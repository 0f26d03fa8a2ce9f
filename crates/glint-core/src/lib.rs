//! Glint Core - frame graph engine for LED effects
//!
//! This crate provides the dataflow engine that turns a graph of effects into
//! one frame of pixels per tick.
//!
//! # Core Abstractions
//!
//! ## Effect System
//!
//! - [`Effect`] - Object-safe trait for every processing unit
//! - [`EffectState`] - Serializable snapshot (kind, arity, parameter values)
//! - [`ParameterInfo`] / [`ParamDescriptor`] - Named, bounded parameters
//!
//! ## Signals
//!
//! - [`Signal`] - Payload of one channel (pixels, audio or color)
//! - [`PixelBuffer`] - `[3][N]` RGB frame with values in `[0, 255]`
//! - [`FrameContext`] - Time step, clock and audio snapshot for one frame
//!
//! ## Graph
//!
//! - [`FilterGraph`] - Nodes, connections, modulations and frame execution
//! - [`GraphChange`] / [`ChangeListener`] - Mutation notifications
//!
//! ## Modulation
//!
//! - [`ModulationSource`] - Scalar (or color) source updated every frame
//! - [`Modulation`] - Binding of a source to node parameters
//!
//! # Features
//!
//! - `parallel` (default): run the update phase on the rayon pool
//! - `tracing`: emit `tracing` events for mutations, scheduling and failures
//!
//! # Example
//!
//! ```rust,ignore
//! use glint_core::{FilterGraph, FrameContext};
//!
//! let mut graph = FilterGraph::new();
//! let color = graph.add_node(registry.create("static_color").unwrap())?;
//! let out = graph.add_node(registry.create("led_output").unwrap())?;
//! graph.add_connection(color, 0, out, 0)?;
//! graph.propagate_num_pixels(300, 1);
//!
//! graph.tick(&FrameContext::with_dt(1.0 / 60.0))?;
//! let frame = graph.sink_frame();
//! ```

pub mod effect;
pub mod graph;
pub mod modulation;
pub mod param_info;
pub mod signal;
pub mod timing;

pub use effect::{Effect, EffectError, EffectState, input_audio, input_pixels, pixel_output};
pub use graph::{
    ChangeListener, Connection, ConnectionId, FilterGraph, GraphChange, GraphError, ListenerId,
    ModulationId, ModulationSourceId, Node, NodeExecutionError, NodeId, NodeTiming, Phase,
};
pub use modulation::{ColorTarget, Modulation, ModulationSource, ModulationSourceNode, ModulationTarget};
pub use param_info::{ParamDescriptor, ParamKind, ParameterInfo};
pub use signal::{
    AudioBuffer, Autogain, FrameContext, MAX_CHANNEL_VALUE, OutputSize, PixelBuffer, Signal,
    SignalSlot,
};
pub use timing::{TIMING_WINDOW, Timing};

*-*-*

> Problem statement
Would you repeat all the material exactly as it is shown?

> Solution below
repository 0f26d03fa8a2ce9f
filename crates/glint-core/src/lib.rs
//! Glint Core - frame graph engine for LED effects
//!
//! This crate provides the dataflow engine that turns a graph of effects into
//! one frame of pixels per tick.
//!
//! # Core Abstractions
//!
//! ## Effect System
//!
//! - [`Effect`] - Object-safe trait for every processing unit
//! - [`EffectState`] - Serializable snapshot (kind, arity, parameter values)
//! - [`ParameterInfo`] / [`ParamDescriptor`] - Named, bounded parameters
//!
//! ## Signals
//!
//! - [`Signal`] - Payload of one channel (pixels, audio or color)
//! - [`PixelBuffer`] - `[3][N]` RGB frame with values in `[0, 255]`
//! - [`FrameContext`] - Time step, clock and audio snapshot for one frame
//!
//! ## Graph
//!
//! - [`FilterGraph`] - Nodes, connections, modulations and frame execution
//! - [`GraphChange`] / [`ChangeListener`] - Mutation notifications
//!
//! ## Modulation
//!
//! - [`ModulationSource`] - Scalar (or color) source updated every frame
//! - [`Modulation`] - Binding of a source to node parameters
//!
//! # Features
//!
//! - `parallel` (default): run the update phase on the rayon pool
//! - `tracing`: emit `tracing` events for mutations, scheduling and failures
//!
//! # Example
//!
//! ```rust,ignore
//! use glint_core::{FilterGraph, FrameContext};
//!
//! let mut graph = FilterGraph::new();
//! let color = graph.add_node(registry.create("static_color").unwrap())?;
//! let out = graph.add_node(registry.create("led_output").unwrap())?;
//! graph.add_connection(color, 0, out, 0)?;
//! graph.propagate_num_pixels(300, 1);
//!
//! graph.tick(&FrameContext::with_dt(1.0 / 60.0))?;
//! let frame = graph.sink_frame();
//! ```

pub mod effect;
pub mod graph;
pub mod modulation;
pub mod param_info;
pub mod signal;
pub mod timing;

pub use effect::{Effect, EffectError, EffectState, input_audio, input_pixels, pixel_output};
pub use graph::{
    ChangeListener, Connection, ConnectionId, FilterGraph, GraphChange, GraphError, ListenerId,
    ModulationId, ModulationSourceId, Node, NodeExecutionError, NodeId, NodeTiming, Phase,
};
pub use modulation::{ColorTarget, Modulation, ModulationSource, ModulationSourceNode, ModulationTarget};
pub use param_info::{ParamDescriptor, ParamKind, ParameterInfo};
pub use signal::{
    AudioBuffer, Autogain, FrameContext, MAX_CHANNEL_VALUE, OutputSize, PixelBuffer, Signal,
    SignalSlot,
};
pub use timing::{TIMING_WINDOW, Timing};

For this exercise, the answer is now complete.